The gig economy is characterized by digital platforms facilitating services between freelancers and customers.

A recent  MasterCard white paper refers to the gig economy as, “digital platforms that allow freelancers to connect with individuals or businesses for short-term services or asset-sharing.”

The definition of the gig economy varies by academic and business publications. Yet while research entities have not quite aligned on a collective definition of this industry, the trending growth of digital freelancer services is commonly understood.

A key component to the gig economy is the freelancer’s involvement on digital or online platforms.

For example, an individual selling crafts through an online retailer, such as Etsy, is a part of the gig economy. But if that individual were to sell the same crafts exclusively at in-person markets, they would be excluded.

This same study estimates the gig economy to be approximately $204 billion USD in annual Gross Volume (GV) in 2018.

Of this some $204 billion, about two-thirds is paid directly to freelancers offering their goods or services.

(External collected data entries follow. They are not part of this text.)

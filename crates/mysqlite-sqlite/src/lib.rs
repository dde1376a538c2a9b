//! SQLite engine binding for mysqlite.
//!
//! This crate owns the embedded engine: it opens handles, runs SQL into
//! [`mysqlite_core::ResultSet`]s, registers scalar functions and exposes the
//! begin/commit/rollback primitives the emulation layer builds on.
//!
//! # Example
//!
//! ```rust
//! use mysqlite_sqlite::SqliteConnection;
//! use mysqlite_core::Value;
//!
//! let conn = SqliteConnection::open_memory().unwrap();
//! conn.execute_raw("CREATE TABLE users (id INTEGER PRIMARY KEY, name TEXT)").unwrap();
//! let inserted = conn
//!     .run("INSERT INTO users (name) VALUES (?)", &[Value::from("Alice")])
//!     .unwrap();
//! assert_eq!(inserted.changes, 1);
//! ```
//!
//! # Type Mapping
//!
//! | SQLite storage class | `Value` |
//! |----------------------|---------|
//! | INTEGER | `Int` |
//! | REAL | `Float` |
//! | TEXT | `Text` |
//! | BLOB | `Text` (lossy UTF-8) |
//! | NULL | `Null` |
//!
//! # Thread Safety
//!
//! `SqliteConnection` holds a raw engine handle and is neither `Send` nor
//! `Sync`. Handles are opened with `SQLITE_OPEN_NOMUTEX`.

// FFI calls into the engine
#![allow(unsafe_code)]

// The bundled engine is linked through this crate
use libsqlite3_sys as _;

pub mod connection;
pub mod ffi;
pub mod types;

pub use connection::{OpenFlags, SqliteConfig, SqliteConnection, sqlstate_for_code};

/// Re-export the SQLite library version.
pub fn sqlite_version() -> &'static str {
    ffi::version()
}

/// Re-export the SQLite library version number.
pub fn sqlite_version_number() -> i32 {
    ffi::version_number()
}
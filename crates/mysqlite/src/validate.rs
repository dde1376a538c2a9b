//! Pre-flight checks for fetch-mode arguments passed in dynamic calls.
//!
//! Runs before any engine interaction. Messages match the reference driver
//! word for word, including 1-based argument numbering that counts the SQL
//! string of `PDO::query()`.

use crate::fetch::{FetchMode, FetchStyle};
use crate::object::{ClassRegistry, ObjectRef};
use mysqlite_core::{ArityBound, ArityError, Result, TypeError, Value};
use std::rc::Rc;

/// An untyped trailing argument of a dynamic fetch-mode call.
#[derive(Debug, Clone)]
pub enum Arg {
    Null,
    Bool(bool),
    Int(i64),
    Float(f64),
    Str(String),
    Array(Vec<Value>),
    Object(ObjectRef),
}

impl Arg {
    /// Type name as used in argument type errors; objects report their class.
    pub fn type_name(&self) -> String {
        match self {
            Arg::Null => "null".to_string(),
            Arg::Bool(_) => "bool".to_string(),
            Arg::Int(_) => "int".to_string(),
            Arg::Float(_) => "float".to_string(),
            Arg::Str(_) => "string".to_string(),
            Arg::Array(_) => "array".to_string(),
            Arg::Object(obj) => obj.borrow().class().to_string(),
        }
    }
}

impl From<&str> for Arg {
    fn from(v: &str) -> Self {
        Arg::Str(v.to_string())
    }
}

impl From<String> for Arg {
    fn from(v: String) -> Self {
        Arg::Str(v)
    }
}

impl From<i64> for Arg {
    fn from(v: i64) -> Self {
        Arg::Int(v)
    }
}

impl From<i32> for Arg {
    fn from(v: i32) -> Self {
        Arg::Int(i64::from(v))
    }
}

impl From<bool> for Arg {
    fn from(v: bool) -> Self {
        Arg::Bool(v)
    }
}

impl From<f64> for Arg {
    fn from(v: f64) -> Self {
        Arg::Float(v)
    }
}

impl From<Vec<Value>> for Arg {
    fn from(v: Vec<Value>) -> Self {
        Arg::Array(v)
    }
}

impl From<ObjectRef> for Arg {
    fn from(v: ObjectRef) -> Self {
        Arg::Object(v)
    }
}

/// The method being validated and where its mode argument sits.
#[derive(Debug, Clone, Copy, PartialEq, Eq)]
pub struct CallSite {
    pub method: &'static str,
    /// 1-based position of the fetch-mode argument
    pub mode_position: usize,
}

impl CallSite {
    pub const QUERY: CallSite = CallSite {
        method: "PDO::query()",
        mode_position: 2,
    };

    pub const SET_FETCH_MODE: CallSite = CallSite {
        method: "PDOStatement::setFetchMode()",
        mode_position: 1,
    };

    fn arity(self, bound: ArityBound, expected: usize, extra: usize) -> ArityError {
        ArityError {
            method: self.method,
            bound,
            expected,
            given: self.mode_position + extra,
        }
    }

    fn type_error(self, argument: usize, detail: &str) -> TypeError {
        TypeError::new(
            Some(argument),
            format!("{}: Argument #{} {}", self.method, argument, detail),
        )
    }
}

/// Check a fetch mode and its trailing arguments, producing the mode to use.
///
/// `None` as the mode means "use the default": nothing is checked and the
/// trailing arguments are ignored.
pub fn validate(
    call: CallSite,
    mode: Option<FetchStyle>,
    args: &[Arg],
    classes: &ClassRegistry,
) -> Result<Option<FetchMode>> {
    let Some(style) = mode else {
        return Ok(None);
    };
    let p = call.mode_position;
    let plain = |mode: FetchMode| -> Result<FetchMode> {
        if args.is_empty() {
            Ok(mode)
        } else {
            Err(call.arity(ArityBound::Exactly, p, args.len()).into())
        }
    };

    let mode = match style {
        FetchStyle::Class | FetchStyle::ClassPropsLate => {
            if args.is_empty() {
                return Err(call.arity(ArityBound::AtLeast, p + 1, 0).into());
            }
            if args.len() > 2 {
                return Err(call.arity(ArityBound::AtMost, p + 2, args.len()).into());
            }

            let class = match &args[0] {
                Arg::Str(name) => name,
                other => {
                    let detail = format!("must be of type string, {} given", other.type_name());
                    return Err(call.type_error(p + 1, &detail).into());
                }
            };
            let Some(def) = classes.resolve(class) else {
                return Err(call.type_error(p + 1, "must be a valid class").into());
            };

            let ctor_args = match args.get(1) {
                None | Some(Arg::Null) => Vec::new(),
                Some(Arg::Array(values)) => values.clone(),
                Some(other) => {
                    let detail = format!("must be of type ?array, {} given", other.type_name());
                    return Err(call.type_error(p + 2, &detail).into());
                }
            };
            if !ctor_args.is_empty() && !def.has_constructor() {
                let detail = format!(
                    "must be empty when class provided in argument #{} has no constructor",
                    p + 1
                );
                return Err(call.type_error(p + 2, &detail).into());
            }

            FetchMode::Class {
                class: def.name().to_string(),
                ctor_args,
                props_late: style == FetchStyle::ClassPropsLate,
            }
        }
        FetchStyle::Into => {
            if args.len() != 1 {
                return Err(call.arity(ArityBound::Exactly, p + 1, args.len()).into());
            }
            match &args[0] {
                Arg::Object(target) => FetchMode::Into(Rc::clone(target)),
                other => {
                    let detail = format!("must be of type object, {} given", other.type_name());
                    return Err(call.type_error(p + 1, &detail).into());
                }
            }
        }
        FetchStyle::Both => plain(FetchMode::Both)?,
        FetchStyle::Num => plain(FetchMode::Num)?,
        FetchStyle::Assoc => plain(FetchMode::Assoc)?,
        FetchStyle::Named => plain(FetchMode::Named)?,
        FetchStyle::Obj => plain(FetchMode::Obj)?,
    };

    Ok(Some(mode))
}

#[cfg(test)]
mod tests {
    use super::*;
    use crate::object::{ClassDef, Object};

    fn registry() -> ClassRegistry {
        ClassRegistry::new().with_class(ClassDef::new("WithCtor").with_constructor(|_, _| Ok(())))
    }

    fn message(call: CallSite, style: FetchStyle, args: &[Arg]) -> String {
        validate(call, Some(style), args, &registry())
            .unwrap_err()
            .to_string()
    }

    #[test]
    fn test_simple_modes_take_no_args() {
        assert_eq!(
            message(CallSite::QUERY, FetchStyle::Assoc, &[Arg::Int(0)]),
            "PDO::query() expects exactly 2 arguments for the fetch mode provided, 3 given"
        );
        assert_eq!(
            message(CallSite::SET_FETCH_MODE, FetchStyle::Num, &[Arg::Int(0), Arg::Null]),
            "PDOStatement::setFetchMode() expects exactly 1 arguments for the fetch mode provided, 3 given"
        );
        let mode = validate(CallSite::QUERY, Some(FetchStyle::Named), &[], &registry()).unwrap();
        assert_eq!(mode, Some(FetchMode::Named));
    }

    #[test]
    fn test_class_arity() {
        assert_eq!(
            message(CallSite::QUERY, FetchStyle::Class, &[]),
            "PDO::query() expects at least 3 arguments for the fetch mode provided, 2 given"
        );
        assert_eq!(
            message(
                CallSite::QUERY,
                FetchStyle::Class,
                &["\\stdClass".into(), Arg::Array(vec![]), Arg::Array(vec![])]
            ),
            "PDO::query() expects at most 4 arguments for the fetch mode provided, 5 given"
        );
    }

    #[test]
    fn test_class_argument_types() {
        assert_eq!(
            message(CallSite::QUERY, FetchStyle::Class, &[Arg::Int(1)]),
            "PDO::query(): Argument #3 must be of type string, int given"
        );
        assert_eq!(
            message(CallSite::QUERY, FetchStyle::Class, &["non-existent-class".into()]),
            "PDO::query(): Argument #3 must be a valid class"
        );
        assert_eq!(
            message(CallSite::QUERY, FetchStyle::Class, &["stdClass".into(), Arg::Int(1)]),
            "PDO::query(): Argument #4 must be of type ?array, int given"
        );
        assert_eq!(
            message(
                CallSite::QUERY,
                FetchStyle::Class,
                &["stdClass".into(), Arg::Array(vec![Value::Int(1)])]
            ),
            "PDO::query(): Argument #4 must be empty when class provided in argument #3 has no constructor"
        );
    }

    #[test]
    fn test_class_accepted() {
        let mode = validate(
            CallSite::QUERY,
            Some(FetchStyle::ClassPropsLate),
            &["withctor".into(), Arg::Array(vec![Value::Int(1)])],
            &registry(),
        )
        .unwrap();
        assert_eq!(
            mode,
            Some(FetchMode::Class {
                class: "WithCtor".into(),
                ctor_args: vec![Value::Int(1)],
                props_late: true,
            })
        );

        let mode = validate(
            CallSite::SET_FETCH_MODE,
            Some(FetchStyle::Class),
            &["\\stdClass".into(), Arg::Null],
            &registry(),
        )
        .unwrap();
        assert_eq!(mode, Some(FetchMode::class("stdClass")));
    }

    #[test]
    fn test_into() {
        assert_eq!(
            message(CallSite::QUERY, FetchStyle::Into, &[]),
            "PDO::query() expects exactly 3 arguments for the fetch mode provided, 2 given"
        );
        assert_eq!(
            message(CallSite::QUERY, FetchStyle::Into, &[Arg::Int(1)]),
            "PDO::query(): Argument #3 must be of type object, int given"
        );
        let target = Object::std_class().into_ref();
        let mode = validate(
            CallSite::QUERY,
            Some(FetchStyle::Into),
            &[Arg::Object(Rc::clone(&target))],
            &registry(),
        )
        .unwrap();
        assert_eq!(mode, Some(FetchMode::Into(target)));
    }

    #[test]
    fn test_object_type_name_is_class() {
        let target = Object::new("Widget").into_ref();
        assert_eq!(
            message(CallSite::QUERY, FetchStyle::Class, &[Arg::Object(target)]),
            "PDO::query(): Argument #3 must be of type string, Widget given"
        );
    }

    #[test]
    fn test_unset_mode_ignores_everything() {
        let args = [Arg::Int(1), Arg::Int(2), "abc".into(), Arg::Array(vec![]), Arg::Bool(true)];
        let mode = validate(CallSite::QUERY, None, &args, &registry()).unwrap();
        assert_eq!(mode, None);
    }
}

The rest is either collected as commission by the digital platform or distributed to third parties in the gig ecosystem, such as restaurant partners in food delivery services.

Because a majority of GV comes from platforms that are relatively new to the market, the outlook for continued industry expansion is positive. Gig platforms are projected to continue extending their operations regionally and offer a greater diversity of services to customers, thus enabling the industry to expand and mature. 

The projected growth of the gig economy is expected to be approximately 123% over the next five years. Societal trends drive this expansion and new, innovative solutions offered by the gig economy are driven by consumer demand.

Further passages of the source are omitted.